City could cap campaign donations

May 5, 2009

By Warren Kagarise

City Council candidates could be forced to dig deeper for donations if a new cap on campaign contributions is enacted.A proposal to impose a $500 limit on contributions to City Council and mayoral races went to the council for consideration May 4, after The Press’ deadline. The spending cap includes cash and in-kind donations in the total.

Supporters said the proposal could lessen the influence of money in city politics. Opponents decried the measure as unnecessary regulation.

The measure would add campaign finance limits to the city code. Existing rules require candidates to hew to guidelines set by the King County Board of Ethics and the state Public Disclosure Commission.

During a wide-ranging discussion about the bill at the April 28 Committee-of-the-Whole Council meeting, council members asked if the proposed cap would open or close elected positions to more residents.

“Concerns have been raised about why we’re even considering doing this, and I see it as preventative medicine,” Councilman Joshua Schaer said.

A candidate is allowed to donate an unlimited amount to his or her campaign. The proposed law encourages candidates “to engage in fair play and respect the spirit of our community by not utilizing excessive amounts of self-funding during a campaign.” Attempts to limit self-financing of campaigns have not survived legal challenges.

Officials questioned whether the proposed contribution limits would limit the field to wealthy candidates who could rely on themselves for campaign cash.

Councilwoman Eileen Barber spoke against the proposal. She said the bill would amount to additional and unnecessary regulation. Barber said she could not recall any council votes that had been swayed by campaign contributions.

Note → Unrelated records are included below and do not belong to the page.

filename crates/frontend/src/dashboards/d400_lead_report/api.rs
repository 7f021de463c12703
use contracts::dashboards::d400_lead_report::source::classify_response;
use contracts::dashboards::d400_lead_report::{LeadRecord, LoadError};
use gloo_net::http::Request;

/// Fetch the full lead sheet from the data source.
///
/// Only a rejected request (or an empty failure reply) is `LoadError::Network`; any body
/// that arrives is classified by `classify_response` and logged in full when rejected.
pub async fn fetch_leads(url: &str) -> Result<Vec<LeadRecord>, LoadError> {
    let response = Request::get(url)
        .send()
        .await
        .map_err(|e| LoadError::Network(format!("Request failed: {}", e)))?;

    let success = response.ok();
    let status = format!("{} {}", response.status(), response.status_text());

    let body = response
        .text()
        .await
        .map_err(|e| LoadError::Network(format!("Failed to read response: {}", e)))?;

    classify_response(success, status.trim(), &body).inspect_err(|_| {
        if !body.is_empty() {
            log::error!("Server Response: {}", body);
        }
    })
}
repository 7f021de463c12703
use leptos::prelude::*;

/// Labelled `<select>` over `(value, label)` options
#[component]
pub fn Select(
    /// Label text
    #[prop(into)]
    label: String,
    /// Currently selected option value
    #[prop(into)]
    value: Signal<String>,
    on_change: Callback<String>,
    /// Options: Vec of (value, label) tuples
    #[prop(into)]
    options: Signal<Vec<(String, String)>>,
    /// ID for the select element
    id: &'static str,
    #[prop(optional, into)]
    disabled: MaybeProp<bool>,
) -> impl IntoView {
    view! {
        <div class="form__group">
            <label class="form__label" for=id>
                {label}
            </label>
            <select
                id=id
                class="form__select"
                disabled=move || disabled.get().unwrap_or(false)
                on:change=move |ev| on_change.run(event_target_value(&ev))
            >
                <For
                    each=move || options.get()
                    key=|(val, _)| val.clone()
                    children=move |(val, label)| {
                        let val_clone = val.clone();
                        let is_selected = move || value.get() == val_clone;
                        view! {
                            <option value=val selected=is_selected>
                                {label}
                            </option>
                        }
                    }
                />
            </select>
        </div>
    }
}
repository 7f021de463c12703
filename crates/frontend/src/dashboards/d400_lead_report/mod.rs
pub mod api;
pub mod state;
pub mod ui;
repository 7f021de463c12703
use leptos::prelude::*;

/// Button with a variant ("primary" default, "secondary", "ghost")
#[component]
pub fn Button(
    #[prop(optional)]
    variant: Option<&'static str>,
    /// Tooltip
    #[prop(optional, into)]
    title: MaybeProp<String>,
    /// Disabled state (reactive)
    #[prop(optional, into)]
    disabled: MaybeProp<bool>,
    on_click: Callback<()>,
    children: Children,
) -> impl IntoView {
    let variant_class = match variant.unwrap_or("primary") {
        "secondary" => "button button--secondary",
        "ghost" => "button button--ghost",
        _ => "button button--primary",
    };

    view! {
        <button
            type="button"
            class=variant_class
            title=move || title.get()
            disabled=move || disabled.get().unwrap_or(false)
            on:click=move |_| on_click.run(())
        >
            {children()}
        </button>
    }
}
use crate::shared::icons::icon;
use leptos::prelude::*;

/// Group digits in threes: 12345 -> "12,345"
pub fn format_count(n: usize) -> String {
    let s = n.to_string();
    let mut result = String::new();
    for (i, ch) in s.chars().rev().enumerate() {
        if i > 0 && i % 3 == 0 {
            result.push(',');
        }
        result.push(ch);
    }
    result.chars().rev().collect()
}

/// Clickable KPI tile
#[component]
pub fn StatCard(
    /// Label displayed above the value
    label: &'static str,
    /// Icon name from the icon() helper
    icon_name: &'static str,
    /// BEM modifier, e.g. "success" -> `stat-card--success`
    #[prop(optional)]
    tone: Option<&'static str>,
    #[prop(into)]
    value: Signal<usize>,
    on_click: Callback<()>,
) -> impl IntoView {
    let class = match tone {
        Some(tone) => format!("stat-card stat-card--clickable stat-card--{tone}"),
        None => "stat-card stat-card--clickable".to_string(),
    };

    view! {
        <div class=class on:click=move |_| on_click.run(())>
            <div class="stat-card__icon">
                {icon(icon_name)}
            </div>
            <div class="stat-card__content">
                <div class="stat-card__label">{label}</div>
                <div class="stat-card__value">{move || format_count(value.get())}</div>
            </div>
        </div>
    }
}
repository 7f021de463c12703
//! Text reports over a loaded [`RecordStore`]
use anyhow::{anyhow, bail};
use clap::Args;
use contracts::dashboards::d400_lead_report::aggregate::{branch_distribution, status_counts};
use contracts::dashboards::d400_lead_report::dates::DateReader;
use contracts::dashboards::d400_lead_report::export::{export_file_name, to_csv};
use contracts::dashboards::d400_lead_report::filter::MONTH_NAMES;
use contracts::dashboards::d400_lead_report::{
    Choice, DrillDown, DrillLevel, FilterSelection, GroupId, LeadStatus, RecordStore,
};
use std::fmt::Write as _;
use std::path::{Path, PathBuf};

/// Filter flags shared by every report
#[derive(Args, Debug, Clone, Default)]
pub struct FilterArgs {
    /// Month: 1-12 or a month name
    #[arg(long)]
    pub month: Option<String>,
    #[arg(long)]
    pub branch: Option<String>,
    #[arg(long)]
    pub employee: Option<String>,
    #[arg(long)]
    pub sector: Option<String>,
}

impl FilterArgs {
    pub fn selection(&self) -> anyhow::Result<FilterSelection> {
        let month = match self.month.as_deref() {
            None => Choice::All,
            Some(value) => parse_month(value)?,
        };
        let text = |value: &Option<String>| match value {
            Some(value) => Choice::from_select(value),
            None => Choice::All,
        };
        Ok(FilterSelection {
            month,
            branch: text(&self.branch),
            employee: text(&self.employee),
            sector: text(&self.sector),
        })
    }
}

/// "3", "mar", "March" -> month index 2; "All" -> no month filter
pub fn parse_month(value: &str) -> anyhow::Result<Choice<u32>> {
    let value = value.trim();
    if value.eq_ignore_ascii_case("all") {
        return Ok(Choice::All);
    }
    if let Ok(number) = value.parse::<u32>() {
        if (1..=12).contains(&number) {
            return Ok(Choice::Only(number - 1));
        }
        bail!("Month must be between 1 and 12, got {}", number);
    }
    let lower = value.to_lowercase();
    MONTH_NAMES
        .iter()
        .position(|name| {
            let name = name.to_lowercase();
            lower.len() >= 3 && name.starts_with(&lower)
        })
        .map(|index| Choice::Only(index as u32))
        .ok_or_else(|| anyhow!("Unknown month: {}", value))
}

/// Status tiles and branch distribution of the active view
pub fn summary(store: &RecordStore, selection: &FilterSelection, dates: &DateReader) -> String {
    let active = store.active_view(selection, dates);
    let counts = status_counts(&active, store.schema());
    let branches = branch_distribution(&active);

    let mut out = String::new();
    let _ = writeln!(out, "Leads: {} of {} loaded", active.len(), store.len());
    let _ = writeln!(out, "  {:<20} {:>8}", "Total", counts.total);
    for status in LeadStatus::ALL {
        let _ = writeln!(out, "  {:<20} {:>8}", status.label(), counts.get(status));
    }
    let _ = writeln!(out, "By branch:");
    for (branch, count) in branches.counts() {
        let _ = writeln!(out, "  {:<20} {:>8}", branch, count);
    }
    out
}

/// Walk Status -> Sector -> Detail as far as the given keys reach
pub fn drill(
    store: &RecordStore,
    selection: &FilterSelection,
    dates: &DateReader,
    status: &str,
    branch: Option<&str>,
    sector: Option<&str>,
) -> anyhow::Result<String> {
    if sector.is_some() && branch.is_none() {
        bail!("A sector row can only be opened under a branch row");
    }

    let active = store.active_view(selection, dates);
    let mut drill = DrillDown::new();
    let mut level = drill.open_status(&active, store.schema(), status).clone();

    if let Some(branch) = branch {
        let id = find_row(&level, branch)?;
        level = drill.open_sector(id)?.clone();
    }
    if let Some(sector) = sector {
        let id = find_row(&level, sector)?;
        level = drill.open_detail(id)?.clone();
    }

    Ok(render_level(&level))
}

fn find_row(level: &DrillLevel, key: &str) -> anyhow::Result<GroupId> {
    level
        .summary_rows()
        .iter()
        .find(|row| row.key == key)
        .map(|row| row.id)
        .ok_or_else(|| anyhow!("No group '{}' in \"{}\"", key, level.title()))
}

pub fn render_level(level: &DrillLevel) -> String {
    let mut out = String::new();
    let _ = writeln!(out, "{}", level.title());
    match level {
        DrillLevel::Status { rows, .. } | DrillLevel::Sector { rows, .. } => {
            for row in rows {
                let _ = writeln!(out, "  {:<30} {:>8}", row.key, row.count);
            }
        }
        DrillLevel::Detail { rows } => {
            let _ = writeln!(
                out,
                "  {:<30} {:<25} {}",
                "Business Category", "Owner Name", "Owner Contact"
            );
            for row in rows {
                let _ = writeln!(
                    out,
                    "  {:<30} {:<25} {}",
                    row.business_category, row.owner_name, row.owner_contact
                );
            }
        }
    }
    out
}

/// Write the active view to `<out_dir>/<prefix>_<millis>.csv`.
///
/// Returns `None` when the active view is empty; no file is written then.
pub fn export(
    store: &RecordStore,
    selection: &FilterSelection,
    dates: &DateReader,
    prefix: &str,
    out_dir: &Path,
) -> anyhow::Result<Option<PathBuf>> {
    let active = store.active_view(selection, dates);
    let csv = to_csv(&active);
    if csv.is_empty() {
        return Ok(None);
    }

    std::fs::create_dir_all(out_dir)?;
    let path = out_dir.join(export_file_name(prefix, chrono::Utc::now().timestamp_millis()));
    std::fs::write(&path, csv)?;
    tracing::info!("Exported {} leads to {}", active.len(), path.display());
    Ok(Some(path))
}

“I don’t believe we’ve had any particular legislation in this city in which we’ve had undue influence and a vote changed yea or nay,” she said.

Barber cited several King County cities that rely on PDC guidelines for their elections. She spoke with officials in several cities about the Issaquah bill, and said other officials did not believe additional regulations were necessary.

Councilman John Rittenhouse said the bill was modeled on a Seattle campaign finance ordinance. He said that few Washington cities imposed contribution limits, but he pointed to longtime federal contribution limits.

“As odd as it may seem, you can get a contribution for a city race that’s larger than you can get from an individual for a contribution if you are running for president of the United States,” he said.

Contributions to federal candidates are capped at $2,400 per person, per election.

The ordinance would be enforced by complaint — like the way other city code violations are brought to attention and addressed. Because the city would not be responsible for enforcement, the measure would have little or no cost to the city, Rittenhouse said.

“Concerns have been raised with respect to, I guess the phrase is, turning neighbor against neighbor,” Schaer said.

But he said the proposed process would not change the way complaints are filed.

“This system really does nothing to change the mechanism by which complaints are generated,” he said.

If passed, the proposal could have an immediate impact for four council members whose seats are up for re-election this year.

Seats held by Barber, Rittenhouse, Councilman David Kappler and Council President Maureen McCarry are open. Mayor Ava Frisinger is also up for re-election.

The legislation also aimed to redefine “election cycle” as the period stretching from Jan. 1 of an election year to 14 days after a general election. Existing rules say an election cycle ends 14 days prior to the election.

Council members said the wording change stemmed from King County’s widespread switch to vote-by-mail elections.